_Exercise materials_

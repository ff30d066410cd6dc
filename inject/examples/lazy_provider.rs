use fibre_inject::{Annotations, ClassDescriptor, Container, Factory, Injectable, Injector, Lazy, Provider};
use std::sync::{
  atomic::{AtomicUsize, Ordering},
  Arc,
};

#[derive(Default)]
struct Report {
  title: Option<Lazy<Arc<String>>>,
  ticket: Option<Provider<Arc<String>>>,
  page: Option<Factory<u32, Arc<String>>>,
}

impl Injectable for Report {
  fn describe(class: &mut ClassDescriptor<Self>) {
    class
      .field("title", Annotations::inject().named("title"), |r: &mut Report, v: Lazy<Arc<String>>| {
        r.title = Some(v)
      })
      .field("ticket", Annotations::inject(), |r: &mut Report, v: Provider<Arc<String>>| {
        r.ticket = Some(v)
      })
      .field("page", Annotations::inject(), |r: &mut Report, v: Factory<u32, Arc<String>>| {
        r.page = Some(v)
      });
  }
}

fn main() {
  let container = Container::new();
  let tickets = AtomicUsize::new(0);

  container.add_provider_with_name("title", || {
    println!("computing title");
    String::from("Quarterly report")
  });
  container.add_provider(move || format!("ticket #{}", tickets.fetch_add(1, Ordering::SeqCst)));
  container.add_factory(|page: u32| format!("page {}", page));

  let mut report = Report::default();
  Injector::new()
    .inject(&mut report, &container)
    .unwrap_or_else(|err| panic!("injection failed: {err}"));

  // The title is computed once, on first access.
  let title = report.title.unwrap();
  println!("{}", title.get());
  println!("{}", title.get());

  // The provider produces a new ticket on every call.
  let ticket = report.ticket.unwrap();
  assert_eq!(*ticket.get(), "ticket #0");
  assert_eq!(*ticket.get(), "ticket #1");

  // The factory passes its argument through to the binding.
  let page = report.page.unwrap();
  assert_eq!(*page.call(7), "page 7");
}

_Task goal_
All that should be returned is the run of lines from the one with "to the binding." to the last line of the material above, copied exactly.

_Task response_
  // The factory passes its argument through to the binding.
  let page = report.page.unwrap();
  assert_eq!(*page.call(7), "page 7");
}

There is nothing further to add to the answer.